Le titre de la récente création au Théâtre national du Luxembourg Homme sans but (2007) est en quelque sorte prémonitoire en ce sens qu’il évoque quelqu’un de désorienté, sans objectif, qui semble flotter dans la vie. Nous découvrons rapidement un monde déshumanisé, un univers glacial, que la metteure en scène Sophie Langevin fait défiler dans une mise en scène sobre qui montre l’homme dans ce qu’il peut avoir d’effrayant.
Pourtant le début du spectacle charme. Le regard plonge au fond d’une sorte de cube pour se focaliser sur un beau paysage nordique, la projection vidéo (Jonathan Christoph) d’un fjord lumineux, en Norvège, un endroit idyllique qu’un architecte fortuné et visionnaire, Peter (incarné par Denis Jousselin), le seul personnage à porter un nom – les autres se situant par rapport à lui – a déniché pour y bâtir une ville de rêve. Il explique son plan à son frère et fidèle collaborateur, qui, curieusement, est désigné simplement de Frère (Régis Laroche).
Dès ce moment un signe alarmant : l’accord du propriétaire des terres (Francesco Mormino), qui refuse de vendre, même après l’offre d’une prodigieuse somme d’argent, est finalement obtenu par la force. Il devient un collaborateur puis l’assistant. La ville est construite, se développe, elle devient florissante.

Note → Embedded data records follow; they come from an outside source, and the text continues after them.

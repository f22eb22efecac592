//! Bellman-Ford 单源最短路径
//!
//! 支持负权边。最多 |V| 轮按图顺序松弛所有边，一轮没有改进就提前结束；
//! 之后再扫描一遍，仍能松弛的边说明从根可达一个负权环。
//! 负权环作为结果数据返回，不是错误。

use std::cmp::Ordering;
use std::collections::{HashMap, HashSet};

use super::lookup_distance;
use super::relaxer::{relax, DistanceRelaxer, ShortestDistanceRelaxer};
use super::visitor::ShortestPathVisitor;
use crate::core::{
    Algorithm, AlgorithmError, AlgorithmResult, Computation, ComputationHost, ComputationState,
    RootedAlgorithm, VertexSlot,
};
use crate::graph::{Graph, GraphEdge};

/// Bellman-Ford 最短路径
pub struct BellmanFordShortestPath<'g, G: Graph, W, R = ShortestDistanceRelaxer> {
    graph: &'g G,
    computation: Computation,
    root: VertexSlot<G::Vertex>,
    weights: W,
    relaxer: R,
    distances: Option<HashMap<G::Vertex, f64>>,
    predecessors: HashMap<G::Vertex, G::Edge>,
    found_negative_cycle: bool,
    minimized_edge: Option<G::Edge>,
}

impl<'g, G, W> BellmanFordShortestPath<'g, G, W, ShortestDistanceRelaxer>
where
    G: Graph,
    W: Fn(&G::Edge) -> f64,
{
    pub fn new(graph: &'g G, weights: W) -> Self {
        Self::with_relaxer(graph, weights, ShortestDistanceRelaxer)
    }
}

impl<'g, G, W, R> BellmanFordShortestPath<'g, G, W, R>
where
    G: Graph,
    W: Fn(&G::Edge) -> f64,
    R: DistanceRelaxer,
{
    pub fn with_relaxer(graph: &'g G, weights: W, relaxer: R) -> Self {
        Self {
            graph,
            computation: Computation::new(),
            root: VertexSlot::new(),
            weights,
            relaxer,
            distances: None,
            predecessors: HashMap::new(),
            found_negative_cycle: false,
            minimized_edge: None,
        }
    }

    pub fn sharing_cancellation(mut self, host: &Computation) -> Self {
        self.computation = Computation::sharing_cancellation(host);
        self
    }

    /// 最近一次运行是否发现从根可达的负权环
    pub fn found_negative_cycle(&self) -> bool {
        self.found_negative_cycle
    }

    pub fn distance(&self, vertex: &G::Vertex) -> AlgorithmResult<f64> {
        lookup_distance(self.distances.as_ref(), vertex)
    }

    pub fn try_get_distance(&self, vertex: &G::Vertex) -> Option<f64> {
        let initial = self.relaxer.initial_distance();
        self.distance(vertex).ok().filter(|d| *d != initial)
    }

    pub fn distances(&self) -> AlgorithmResult<&HashMap<G::Vertex, f64>> {
        self.distances.as_ref().ok_or(AlgorithmError::NotComputed)
    }

    /// 最后一次松弛到顶点的边
    pub fn predecessor(&self, vertex: &G::Vertex) -> Option<&G::Edge> {
        self.predecessors.get(vertex)
    }

    /// 取出一个负权环的边，按行走顺序排列
    ///
    /// 从仍可松弛的那条边的终点沿前驱回退 |V| 步，必然落在环上，
    /// 再从该点绕一圈收集环上的边。
    pub fn negative_cycle(&self) -> AlgorithmResult<Option<Vec<G::Edge>>> {
        if self.distances.is_none() {
            return Err(AlgorithmError::NotComputed);
        }
        let Some(edge) = self.minimized_edge.as_ref() else {
            return Ok(None);
        };

        let mut predecessors: HashMap<&G::Vertex, &G::Edge> = self.predecessors.iter().collect();
        predecessors.insert(edge.target(), edge);
        let previous = |vertex: &G::Vertex| {
            predecessors
                .get(vertex)
                .copied()
                .ok_or_else(|| AlgorithmError::PredecessorNotFound(format!("{:?}", vertex)))
        };

        let mut vertex = edge.target();
        for _ in 0..self.graph.vertex_count() {
            vertex = previous(vertex)?.source();
        }

        let start = vertex;
        let mut cycle = Vec::new();
        let mut seen = HashSet::new();
        loop {
            let edge = previous(vertex)?;
            cycle.push(edge.clone());
            vertex = edge.source();
            if vertex == start || !seen.insert(vertex) {
                break;
            }
        }
        cycle.reverse();
        Ok(Some(cycle))
    }

    pub fn compute(&mut self) -> AlgorithmResult<ComputationState> {
        self.compute_with(&mut ())
    }
}

impl<G: Graph, W, R> ComputationHost for BellmanFordShortestPath<'_, G, W, R> {
    fn computation(&self) -> &Computation {
        &self.computation
    }
}

impl<G: Graph, W, R> RootedAlgorithm for BellmanFordShortestPath<'_, G, W, R> {
    type Vertex = G::Vertex;

    fn root_slot(&self) -> &VertexSlot<G::Vertex> {
        &self.root
    }

    fn root_slot_mut(&mut self) -> &mut VertexSlot<G::Vertex> {
        &mut self.root
    }

    fn contains_vertex(&self, vertex: &G::Vertex) -> bool {
        self.graph.contains_vertex(vertex)
    }
}

impl<G, W, R, O> Algorithm<O> for BellmanFordShortestPath<'_, G, W, R>
where
    G: Graph,
    W: Fn(&G::Edge) -> f64,
    R: DistanceRelaxer,
    O: ShortestPathVisitor<G::Vertex, G::Edge>,
{
    fn initialize(&mut self, observer: &mut O) -> AlgorithmResult<()> {
        self.found_negative_cycle = false;
        self.minimized_edge = None;
        self.predecessors.clear();
        let initial = self.relaxer.initial_distance();
        let distances = self.distances.insert(HashMap::new());
        for vertex in self.graph.vertices() {
            distances.insert(vertex.clone(), initial);
            observer.initialize_vertex(vertex);
        }
        Ok(())
    }

    fn internal_compute(&mut self, observer: &mut O) -> AlgorithmResult<()> {
        let root = self.require_root()?;
        let graph = self.graph;
        let relaxer = self.relaxer;
        let distances = self.distances.get_or_insert_with(HashMap::new);
        distances.insert(root.clone(), 0.0);
        observer.start_vertex(&root);
        log::debug!("Bellman-Ford 开始, 根顶点: {:?}", root);

        for pass in 0..graph.vertex_count() {
            self.computation.throw_if_cancellation_requested()?;
            let mut improved = false;
            for edge in graph.edges() {
                observer.examine_edge(edge);
                let weight = (self.weights)(edge);
                if relax(distances, edge.source(), edge.target(), weight, &relaxer) {
                    self.predecessors
                        .insert(edge.target().clone(), edge.clone());
                    observer.tree_edge(edge);
                    improved = true;
                } else {
                    observer.edge_not_relaxed(edge);
                }
            }
            log::trace!("Bellman-Ford 第 {} 轮, 有改进: {}", pass + 1, improved);
            if !improved {
                break;
            }
        }

        let initial = relaxer.initial_distance();
        for edge in graph.edges() {
            let du = distances.get(edge.source()).copied().unwrap_or(initial);
            let dv = distances.get(edge.target()).copied().unwrap_or(initial);
            let combined = relaxer.combine(du, (self.weights)(edge));
            if relaxer.compare(combined, dv) == Ordering::Less {
                self.found_negative_cycle = true;
                self.minimized_edge = Some(edge.clone());
                observer.edge_minimized(edge);
                log::warn!("Bellman-Ford 发现负权环, 边: {:?}", edge);
                break;
            }
            observer.edge_not_minimized(edge);
        }
        Ok(())
    }
}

Dix ans plus tard l’architecte tombe malade. S’ensuit un tournant radical. Le décor change, devient chambre d’hôpital. Des membres de la famille surgissent : une ex-épouse, Femme (Laetitia Pitz) puis Fille (Marie Jung). Peter meurt, laissant Frère seul héritier de l’empire. Apparaît Sœur (Garance Clavel) qui fait allusion à d’autres membres de famille, qui surgissent, ex nihilo. L’auteur Arne Lygre crée un simulacre de famille, les êtres étant réduits à leur apparence.
Ambiguïtés et fantasmes s’en mêlent. Ce qui réunit et lie tout ce monde, c’est l’argent, beaucoup d’argent. Au cours de la dernière partie, des enveloppes bien garnies sont distribuées. Tous sont payés pour agir selon le bon vouloir de Peter. Finalement sa belle maison est saccagée : ses précieux objets sont éparpillés, chacun se sert, seul Frère semble y mettre un peu d’ordre.
L’auteur dramatique et romancier norvégien Arne Lygre (dont c’est la première pièce montée au Luxembourg) crée moyennant une écriture sobre, concise et par moments minimaliste, un univers singulier, surprenant qui sème violence et angoisses. Sa fiction étrange, bien construite, s’apparente au virtuel. L’argent mène à tout, une famille, une histoire, des sentiments. Des illusions se créent grâce à l’argent. Le capitalisme s’insinue partout.
Un monde effrayant et pourtant des liens avec la réalité, avec notre monde se tissent. Nous pouvons, à l’issue de la représentation, nous demander qui nous sommes. Quelle image voulons-nous donner de nous-mêmes ? Quel rôle jouons-nous à une époque où le virtuel prend une telle importance ?
Pour mettre en scène Homme sans but Sophie Langevin opte pour un travail précis et suggestif, qui met l’accent sur un jeu « neutre » et une collaboration fructueuse avec la scénographe. Anouk Schiltz (responsable aussi des costumes aux teintes neutres) a conçu une boîte scénique, installée sur l’espace du plateau, largement ouverte côté public, qui pointe au début vers la projection vidéo du fjord pour le cacher ensuite moyennant un large rideau de voile blanc et couper de l’extérieur la chambre d’hôpital de Peter qui devient, après sa mort, sa maison vide.
Les comédiens, par un jeu retenu, sont surtout des porteurs de paroles, qui n’expriment guère de sentiments. Ils existent dans l’instant et illustrent un univers aliénant, ponctué par la création sonore, souvent inquiétante, de Pierrick Grobéty et le jeu de lumières de Daniel Sestak.
Relevons une dernière scène effrayante qui s’oppose au début idyllique de la pièce : Frère encourage les habitants de la ville à venir s’emparer des objets de valeur de Peter, exposés sur la pelouse devant sa maison.
Homme sans but nous met, pas à pas, face à un monde déconstruit, dépeuplé et avide, mis en scène avec brio par Sophie Langevin.